# WHAT IS EXPECTED:
From the records below, please return each line that holds the word "Duration".

# EXERCISE INPUT:
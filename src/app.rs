//! Top-level application orchestration.
//!
//! `src/main.rs` is a thin wrapper; this module is the real main that:
//! - parses CLI arguments and sets up logging
//! - runs the fetch/align/detect pipeline
//! - prints reports and charts
//! - writes optional exports

use std::time::Duration;

use clap::Parser;
use tracing_subscriber::EnvFilter;

use crate::cli::{Command, RunArgs, ShowArgs};
use crate::cycles::select_recent;
use crate::domain::{DetectorConfig, Panel, RunConfig};
use crate::error::AppError;
use crate::io::{cycle_file, read_cycles_json, write_aligned_csv, write_cycles_json};
use crate::report::{format_cycles, format_dashboard, format_summary};

pub mod pipeline;

/// Entry point for the `cuts` binary.
pub fn run() -> Result<(), AppError> {
    // `cuts` and `cuts --offline` behave like `cuts report ...`.
    let argv = rewrite_args(std::env::args().collect());
    let cli = crate::cli::Cli::parse_from(argv);
    init_tracing(cli.verbose);

    match cli.command {
        Command::Report(args) => handle_run(args, OutputMode::Full),
        Command::Cycles(args) => handle_run(args, OutputMode::CyclesOnly),
        Command::Show(args) => handle_show(args),
    }
}

#[derive(Debug, Clone, Copy, PartialEq, Eq)]
enum OutputMode {
    Full,
    CyclesOnly,
}

fn init_tracing(verbose: u8) {
    let filter = match verbose {
        0 => EnvFilter::try_from_default_env().unwrap_or_else(|_| EnvFilter::new("warn")),
        1 => EnvFilter::new("info"),
        _ => EnvFilter::new("debug"),
    };
    let _ = tracing_subscriber::fmt()
        .with_env_filter(filter)
        .with_target(false)
        .with_writer(std::io::stderr)
        .try_init();
}

fn handle_run(args: RunArgs, mode: OutputMode) -> Result<(), AppError> {
    let mut config = run_config_from_args(&args);
    if mode == OutputMode::CyclesOnly {
        // Only the policy rate is needed to list cycles.
        config.panels.clear();
        config.plot = false;
    }
    let data = pipeline::run(&config)?;

    println!(
        "{}",
        format_summary(&data.source, &data.aligned, &config.detector, data.all_cycles.len(), &data.missing)
    );
    match mode {
        OutputMode::Full => {
            println!("{}", format_cycles(&data.cycles));
            print!("{}", format_dashboard(&data.panels));
        }
        OutputMode::CyclesOnly => {
            println!("{}", format_cycles(&select_recent(&data.all_cycles, data.all_cycles.len())));
        }
    }

    // Optional exports.
    if let Some(path) = &config.export_aligned {
        write_aligned_csv(path, &data.aligned)?;
    }
    if let Some(path) = &config.export_cycles {
        let file = cycle_file(&data.source, &data.aligned, config.detector, &data.all_cycles, &data.cycles);
        write_cycles_json(path, &file)?;
    }

    Ok(())
}

fn handle_show(args: ShowArgs) -> Result<(), AppError> {
    let file = read_cycles_json(&args.cycles)?;

    let span = match (file.first_month, file.last_month) {
        (Some(first), Some(last)) => format!("{}..{}", first.format("%Y-%m"), last.format("%Y-%m")),
        _ => "empty".to_string(),
    };
    println!(
        "{} cycles in {} ({span}) | source={} | drop > {:.3} | gap > {}d\n",
        file.tool, file.series_id, file.source, file.detector.drop_threshold, file.detector.gap_days
    );
    let set = if args.all {
        select_recent(&file.all_cycles, file.all_cycles.len())
    } else {
        file.selected
    };
    println!("{}", format_cycles(&set));
    Ok(())
}

pub fn run_config_from_args(args: &RunArgs) -> RunConfig {
    let detector = match args.drop_bps {
        Some(bps) => DetectorConfig {
            gap_days: args.gap_days,
            ..DetectorConfig::with_drop_bps(bps)
        },
        None => DetectorConfig {
            drop_threshold: args.drop_threshold,
            gap_days: args.gap_days,
        },
    };

    RunConfig {
        start: args.start,
        detector,
        top_n: args.top,
        panels: if args.panels.is_empty() {
            Panel::ALL.to_vec()
        } else {
            args.panels.clone()
        },
        offline: args.offline,
        seed: args.seed,
        cache_ttl: Duration::from_secs(args.cache_ttl),
        plot: !args.no_plot,
        plot_width: args.width,
        plot_height: args.height,
        export_aligned: args.export.clone(),
        export_cycles: args.export_cycles.clone(),
    }
}

/// Rewrite argv so `cuts` defaults to `cuts report`.
///
/// Rules:
/// - `cuts`                      -> `cuts report`
/// - `cuts --offline ...`        -> `cuts report --offline ...`
/// - `cuts -v ...`               -> unchanged (global flag, subcommand follows)
/// - `cuts --help/--version/-h`  -> unchanged (show top-level help/version)
fn rewrite_args(mut argv: Vec<String>) -> Vec<String> {
    let Some(first_arg) = argv.iter().skip(1).position(|a| !is_verbosity_flag(a)).map(|i| i + 1) else {
        argv.push("report".to_string());
        return argv;
    };
    let arg = argv[first_arg].as_str();

    let is_top_level_help_or_version = matches!(arg, "-h" | "--help" | "-V" | "--version" | "help");
    let is_subcommand = matches!(arg, "report" | "cycles" | "show");
    if is_top_level_help_or_version || is_subcommand {
        return argv;
    }

    if arg.starts_with('-') {
        argv.insert(first_arg, "report".to_string());
    }
    argv
}

fn is_verbosity_flag(arg: &str) -> bool {
    if arg == "--verbose" {
        return true;
    }
    arg.strip_prefix('-')
        .is_some_and(|flags| !flags.is_empty() && flags.chars().all(|c| c == 'v'))
}

#[cfg(test)]
mod tests {
    use super::*;

    fn argv(args: &[&str]) -> Vec<String> {
        args.iter().map(|s| s.to_string()).collect()
    }

    #[test]
    fn bare_invocation_runs_report() {
        assert_eq!(rewrite_args(argv(&["cuts"])), argv(&["cuts", "report"]));
        assert_eq!(rewrite_args(argv(&["cuts", "-vv"])), argv(&["cuts", "-vv", "report"]));
    }

    #[test]
    fn leading_flags_go_to_report() {
        assert_eq!(
            rewrite_args(argv(&["cuts", "-v", "--offline", "--top", "2"])),
            argv(&["cuts", "-v", "report", "--offline", "--top", "2"])
        );
    }

    #[test]
    fn explicit_subcommands_and_help_are_untouched() {
        for args in [&["cuts", "cycles", "--offline"][..], &["cuts", "--help"], &["cuts", "show", "x.json"]] {
            assert_eq!(rewrite_args(argv(args)), argv(args));
        }
    }

    #[test]
    fn empty_panel_list_means_all_panels() {
        let cli = crate::cli::Cli::parse_from(["cuts", "report", "--no-plot", "--drop-threshold", "0.1"]);
        let Command::Report(args) = cli.command else {
            panic!("expected report");
        };
        let config = run_config_from_args(&args);
        assert_eq!(config.panels, Panel::ALL.to_vec());
        assert!(!config.plot);
        assert_eq!(config.detector.drop_threshold, 0.1);
        assert_eq!(config.cache_ttl, Duration::from_secs(3600));
    }

    #[test]
    fn drop_bps_converts_to_percentage_points() {
        let cli = crate::cli::Cli::parse_from(["cuts", "cycles", "--drop-bps", "25", "--gap-days", "90"]);
        let Command::Cycles(args) = cli.command else {
            panic!("expected cycles");
        };
        let config = run_config_from_args(&args);
        assert_eq!(config.detector, DetectorConfig { drop_threshold: 0.25, gap_days: 90 });
    }
}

# RESPONSE:
use std::time::Duration;
        cache_ttl: Duration::from_secs(args.cache_ttl),
        assert_eq!(config.cache_ttl, Duration::from_secs(3600));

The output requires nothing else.